A resistência à mudança pode, assim, provir do carácter coercitivo que frequentemente reveste esta mudança; o cidadão, o usuário, o trabalhador vêem-se constrangidos a novas operações sem terem sido, em geral, informados nem consultados. Têm a impressão de que um poder superior toma decisões sobre eles sem terem em consideração o modo como eles se adaptaram à situação anterior nem as sugestões que eles eventualmente poderiam ter apresentado.
Por outro lado, um fenómeno de inércia e de rigidez tende a entorpecer o esforço necessário para realizar uma nova adaptação; a propósito, é certo que a idade ou o estado de fadiga reforçam a apreensão provocada pela mudança.
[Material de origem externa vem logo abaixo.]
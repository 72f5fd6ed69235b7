//! Origin binding state.
//!
//! The HTTP server holds exactly one stream handler at a time. Binding a new
//! handler cancels every context handed out for the previous one, which
//! tears down in-flight transcodes and downloads.

use std::sync::Arc;
use std::time::Duration;

use parking_lot::RwLock;
use tokio_util::sync::CancellationToken;
use tracing::info;

use crate::error::{Error, Result};
use crate::handler::StreamHandler;

/// Keep-awake refresh TTL: each served request re-arms the inhibitor for
/// this long.
pub const KEEP_AWAKE_TTL: Duration = Duration::from_secs(30);

/// System sleep inhibition, implemented by the shell. The core only refreshes
/// a token with an expiry; OS specifics live outside.
pub trait KeepAwake: Send + Sync {
    fn refresh(&self, ttl: Duration);
}

/// No-op inhibitor for headless and test use.
pub struct NoopKeepAwake;

impl KeepAwake for NoopKeepAwake {
    fn refresh(&self, _ttl: Duration) {}
}

struct Bound {
    handler: Arc<dyn StreamHandler>,
    cancel: CancellationToken,
}

/// The handler slot shared between the cast session and the HTTP surface.
pub struct Origin {
    bound: RwLock<Option<Bound>>,
    keep_awake: Arc<dyn KeepAwake>,
}

impl Origin {
    #[must_use]
    pub fn new(keep_awake: Arc<dyn KeepAwake>) -> Arc<Self> {
        Arc::new(Self {
            bound: RwLock::new(None),
            keep_awake,
        })
    }

    /// Bind a handler, cancelling whatever the previous one was doing.
    pub fn bind(&self, handler: Arc<dyn StreamHandler>) {
        let previous = self.bound.write().replace(Bound {
            handler,
            cancel: CancellationToken::new(),
        });
        if let Some(previous) = previous {
            previous.cancel.cancel();
            info!("previous handler unbound, in-flight requests cancelled");
        }
    }

    /// Drop the bound handler, cancelling its in-flight requests.
    pub fn unbind(&self) {
        if let Some(previous) = self.bound.write().take() {
            previous.cancel.cancel();
        }
    }

    /// The bound handler plus the cancellation root for request contexts.
    pub fn handler(&self) -> Result<(Arc<dyn StreamHandler>, CancellationToken)> {
        self.bound
            .read()
            .as_ref()
            .map(|b| (b.handler.clone(), b.cancel.clone()))
            .ok_or_else(|| Error::NotFound("no media is currently bound".to_string()))
    }

    /// Re-arm the sleep inhibitor; called once per served request.
    pub fn touch(&self) {
        self.keep_awake.refresh(KEEP_AWAKE_TTL);
    }
}

#[cfg(test)]
mod tests {
    use super::*;
    use async_trait::async_trait;
    use crate::handler::SegmentPayload;
    use crate::models::TrackKind;

    struct StubHandler;

    #[async_trait]
    impl StreamHandler for StubHandler {
        async fn serve_manifest(&self) -> Result<String> {
            Ok("#EXTM3U\n".to_string())
        }
        async fn serve_track_playlist(&self, _kind: TrackKind) -> Result<String> {
            Ok("#EXTM3U\n".to_string())
        }
        async fn serve_segment(
            &self,
            _kind: TrackKind,
            _track: usize,
            _index: usize,
            _raw: bool,
            _cancel: CancellationToken,
        ) -> Result<SegmentPayload> {
            Err(Error::NotFound("stub".to_string()))
        }
        async fn serve_subtitles(&self) -> Result<String> {
            Err(Error::NoSubtitles)
        }
        fn duration(&self) -> f64 {
            0.0
        }
    }

    #[test]
    fn test_unbound_origin_has_no_handler() {
        let origin = Origin::new(Arc::new(NoopKeepAwake));
        assert!(matches!(origin.handler(), Err(Error::NotFound(_))));
    }

    #[test]
    fn test_rebind_cancels_previous_contexts() {
        let origin = Origin::new(Arc::new(NoopKeepAwake));
        origin.bind(Arc::new(StubHandler));
        let (_, first_cancel) = origin.handler().unwrap();
        assert!(!first_cancel.is_cancelled());

        origin.bind(Arc::new(StubHandler));
        assert!(first_cancel.is_cancelled());

        let (_, second_cancel) = origin.handler().unwrap();
        assert!(!second_cancel.is_cancelled());
    }

    #[test]
    fn test_unbind_cancels_and_clears() {
        let origin = Origin::new(Arc::new(NoopKeepAwake));
        origin.bind(Arc::new(StubHandler));
        let (_, cancel) = origin.handler().unwrap();
        origin.unbind();
        assert!(cancel.is_cancelled());
        assert!(origin.handler().is_err());
    }
}
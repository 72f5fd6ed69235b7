//! Route handlers for the origin surface.
//!
//! Playlists are regenerated per request (no-cache); segments are immutable
//! once produced and served with a year-long cache lifetime. Dropping a
//! request cancels the work it started: the guard tied to each segment
//! request cancels its token when the response future is dropped.

use axum::{
    body::Body,
    extract::{Path, State},
    http::{header, StatusCode},
    response::{IntoResponse, Response},
};
use tokio_util::io::ReaderStream;
use tracing::debug;

use castbridge_core::handler::SegmentPayload;
use castbridge_core::models::TrackKind;

use super::error::{AppError, AppResult};
use super::AppState;

const PLAYLIST_CONTENT_TYPE: &str = "application/vnd.apple.mpegurl";
const SEGMENT_CONTENT_TYPE: &str = "video/mp2t";
const VTT_CONTENT_TYPE: &str = "text/vtt";
const SEGMENT_CACHE_CONTROL: &str = "public, max-age=31536000";

pub async fn manifest(State(state): State<AppState>) -> AppResult<Response> {
    state.origin.touch();
    let (handler, _) = state.origin.handler()?;
    let text = handler.serve_manifest().await?;
    Ok(playlist_response(text))
}

pub async fn video_playlist(State(state): State<AppState>) -> AppResult<Response> {
    track_playlist(state, TrackKind::Video).await
}

pub async fn audio_playlist(State(state): State<AppState>) -> AppResult<Response> {
    track_playlist(state, TrackKind::Audio).await
}

pub async fn subtitle_playlist(State(state): State<AppState>) -> AppResult<Response> {
    track_playlist(state, TrackKind::Subtitle).await
}

async fn track_playlist(state: AppState, kind: TrackKind) -> AppResult<Response> {
    state.origin.touch();
    let (handler, _) = state.origin.handler()?;
    let text = handler.serve_track_playlist(kind).await?;
    Ok(playlist_response(text))
}

/// `/{kind}_{i}/segment_{j}.ts` and `/{kind}_{i}/segment_{j}_raw.ts`.
pub async fn segment(
    State(state): State<AppState>,
    Path((track_dir, file)): Path<(String, String)>,
) -> AppResult<Response> {
    state.origin.touch();
    let (kind, track) = parse_track_dir(&track_dir)
        .ok_or_else(|| AppError::not_found(format!("unknown track {track_dir:?}")))?;
    let (index, raw) = parse_segment_file(&file)
        .ok_or_else(|| AppError::not_found(format!("unknown segment {file:?}")))?;

    let (handler, root_cancel) = state.origin.handler()?;

    // Child token per request: cancelled by a handler rebind (via the root)
    // or by the client abandoning the request (via the drop guard).
    let cancel = root_cancel.child_token();
    let guard = cancel.clone().drop_guard();

    let payload = handler.serve_segment(kind, track, index, raw, cancel).await?;
    // Work finished; disarm so the response body can stream.
    drop(guard.disarm());

    debug!(track = %track_dir, file = %file, "serving segment");
    segment_response(payload).await
}

pub async fn subtitles(State(state): State<AppState>) -> AppResult<Response> {
    state.origin.touch();
    let (handler, _) = state.origin.handler()?;
    let text = handler.serve_subtitles().await?;
    Ok((
        StatusCode::OK,
        [
            (header::CONTENT_TYPE, VTT_CONTENT_TYPE),
            (header::CACHE_CONTROL, "no-cache"),
        ],
        text,
    )
        .into_response())
}

/// POST `/debug/log`: drain receiver-side diagnostics into the local log.
pub async fn receiver_log(body: String) -> StatusCode {
    for line in body.lines().filter(|l| !l.trim().is_empty()) {
        debug!(target: "receiver", "{}", line);
    }
    StatusCode::NO_CONTENT
}

fn playlist_response(text: String) -> Response {
    (
        StatusCode::OK,
        [
            (header::CONTENT_TYPE, PLAYLIST_CONTENT_TYPE),
            (header::CACHE_CONTROL, "no-cache"),
        ],
        text,
    )
        .into_response()
}

async fn segment_response(payload: SegmentPayload) -> AppResult<Response> {
    let body = match payload {
        SegmentPayload::Bytes(bytes) => Body::from(bytes),
        SegmentPayload::File(path) => {
            let file = tokio::fs::File::open(&path)
                .await
                .map_err(|e| AppError::internal(format!("cached segment vanished: {e}")))?;
            Body::from_stream(ReaderStream::new(file))
        }
    };
    Ok((
        StatusCode::OK,
        [
            (header::CONTENT_TYPE, SEGMENT_CONTENT_TYPE),
            (header::CACHE_CONTROL, SEGMENT_CACHE_CONTROL),
        ],
        body,
    )
        .into_response())
}

/// `video_0` → `(Video, 0)`.
fn parse_track_dir(dir: &str) -> Option<(TrackKind, usize)> {
    let (kind, index) = dir.rsplit_once('_')?;
    Some((TrackKind::from_str(kind)?, index.parse().ok()?))
}

/// `segment_5.ts` → `(5, false)`; `segment_5_raw.ts` → `(5, true)`.
fn parse_segment_file(file: &str) -> Option<(usize, bool)> {
    let stem = file.strip_suffix(".ts")?;
    let rest = stem.strip_prefix("segment_")?;
    if let Some(index) = rest.strip_suffix("_raw") {
        Some((index.parse().ok()?, true))
    } else {
        Some((rest.parse().ok()?, false))
    }
}
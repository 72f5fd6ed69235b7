pub mod layout;
pub mod sidecar;
pub mod singleflight;

pub use layout::CacheLayout;
pub use sidecar::SegmentSidecar;
pub use singleflight::{SegmentFlight, SegmentKey};
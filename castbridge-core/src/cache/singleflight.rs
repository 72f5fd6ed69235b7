//! Per-segment single-flight.
//!
//! Collapses concurrent demands for one segment into a single execution:
//! the first request transcodes or downloads, followers await the winner's
//! result. Backed by the `async_singleflight` crate, which handles leader
//! failure with automatic retry.

use std::sync::Arc;

use crate::error::{Error, Result};
use crate::handler::SegmentPayload;
use crate::models::TrackKind;

/// Identity of one unit of segment work. `raw` distinguishes the upstream
/// download from the remux of the same segment.
#[derive(Debug, Clone, PartialEq, Eq, Hash)]
pub struct SegmentKey {
    pub content_key: String,
    pub kind: TrackKind,
    pub track: usize,
    pub index: usize,
    pub raw: bool,
}

impl SegmentKey {
    #[must_use]
    pub fn new(content_key: &str, kind: TrackKind, track: usize, index: usize, raw: bool) -> Self {
        Self {
            content_key: content_key.to_string(),
            kind,
            track,
            index,
            raw,
        }
    }
}

/// Single-flight group over segment work.
#[derive(Clone, Default)]
pub struct SegmentFlight {
    group: Arc<async_singleflight::Group<SegmentKey, SegmentPayload, Error>>,
}

impl SegmentFlight {
    #[must_use]
    pub fn new() -> Self {
        Self {
            group: Arc::new(async_singleflight::Group::new()),
        }
    }

    /// Run `work` for `key`, or await an in-flight execution for the same
    /// key. `Err(None)` from the library means the leader was dropped after
    /// retries; surfaced as cancellation since that is the only way a leader
    /// disappears here.
    pub async fn run<Fut>(&self, key: SegmentKey, work: Fut) -> Result<SegmentPayload>
    where
        Fut: std::future::Future<Output = Result<SegmentPayload>> + Send,
    {
        self.group.work(&key, work).await.map_err(|err| match err {
            Some(inner) => inner,
            None => Error::Cancelled,
        })
    }
}

#[cfg(test)]
mod tests {
    use super::*;
    use std::path::PathBuf;
    use std::sync::atomic::{AtomicU32, Ordering};
    use tokio::time::{sleep, Duration};

    fn key(index: usize) -> SegmentKey {
        SegmentKey::new("abc", TrackKind::Video, 0, index, false)
    }

    #[tokio::test]
    async fn test_concurrent_requests_collapse_to_one_execution() {
        let flight = SegmentFlight::new();
        let counter = Arc::new(AtomicU32::new(0));

        let mut handles = vec![];
        for _ in 0..8 {
            let flight = flight.clone();
            let counter = counter.clone();
            handles.push(tokio::spawn(async move {
                flight
                    .run(key(0), async move {
                        sleep(Duration::from_millis(30)).await;
                        counter.fetch_add(1, Ordering::SeqCst);
                        Ok(SegmentPayload::File(PathBuf::from("/tmp/segment_0.ts")))
                    })
                    .await
            }));
        }

        for handle in handles {
            let payload = handle.await.unwrap().unwrap();
            assert_eq!(
                payload,
                SegmentPayload::File(PathBuf::from("/tmp/segment_0.ts"))
            );
        }
        assert_eq!(counter.load(Ordering::SeqCst), 1);
    }

    #[tokio::test]
    async fn test_distinct_keys_run_independently() {
        let flight = SegmentFlight::new();
        let counter = Arc::new(AtomicU32::new(0));

        let mut handles = vec![];
        for index in 0..4 {
            let flight = flight.clone();
            let counter = counter.clone();
            handles.push(tokio::spawn(async move {
                flight
                    .run(key(index), async move {
                        counter.fetch_add(1, Ordering::SeqCst);
                        Ok(SegmentPayload::File(PathBuf::from(format!(
                            "/tmp/segment_{index}.ts"
                        ))))
                    })
                    .await
            }));
        }
        for handle in handles {
            handle.await.unwrap().unwrap();
        }
        assert_eq!(counter.load(Ordering::SeqCst), 4);
    }

    #[tokio::test]
    async fn test_raw_and_transcoded_keys_are_distinct() {
        let raw = SegmentKey::new("abc", TrackKind::Video, 0, 0, true);
        assert_ne!(raw, key(0));
    }

    #[tokio::test]
    async fn test_error_propagates_and_key_recovers() {
        let flight = SegmentFlight::new();

        let result = flight
            .run(key(1), async { Err(Error::TranscoderFailed { stderr: "boom".to_string() }) })
            .await;
        assert!(matches!(result, Err(Error::TranscoderFailed { .. })));

        let result = flight
            .run(key(1), async {
                Ok(SegmentPayload::File(PathBuf::from("/tmp/segment_1.ts")))
            })
            .await;
        assert!(result.is_ok());
    }
}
A resistência à mudança depende dos fenómenos de solidariedade e de pressão colectiva: enquanto nós nos conformamos aos seus modelos, o grupo aprova-nos e protege-nos; se somos tentados a esquecê-los, expomo-nos imediatamente à reprovação se não às sanções dos nossos companheiros - o que acentua a nossa própria repugnância a nos deixarmos de solidarizar com o grupo. Desta forma se vê como se manifesta o carácter profundamente sócio-afectivo da resistência à mudança.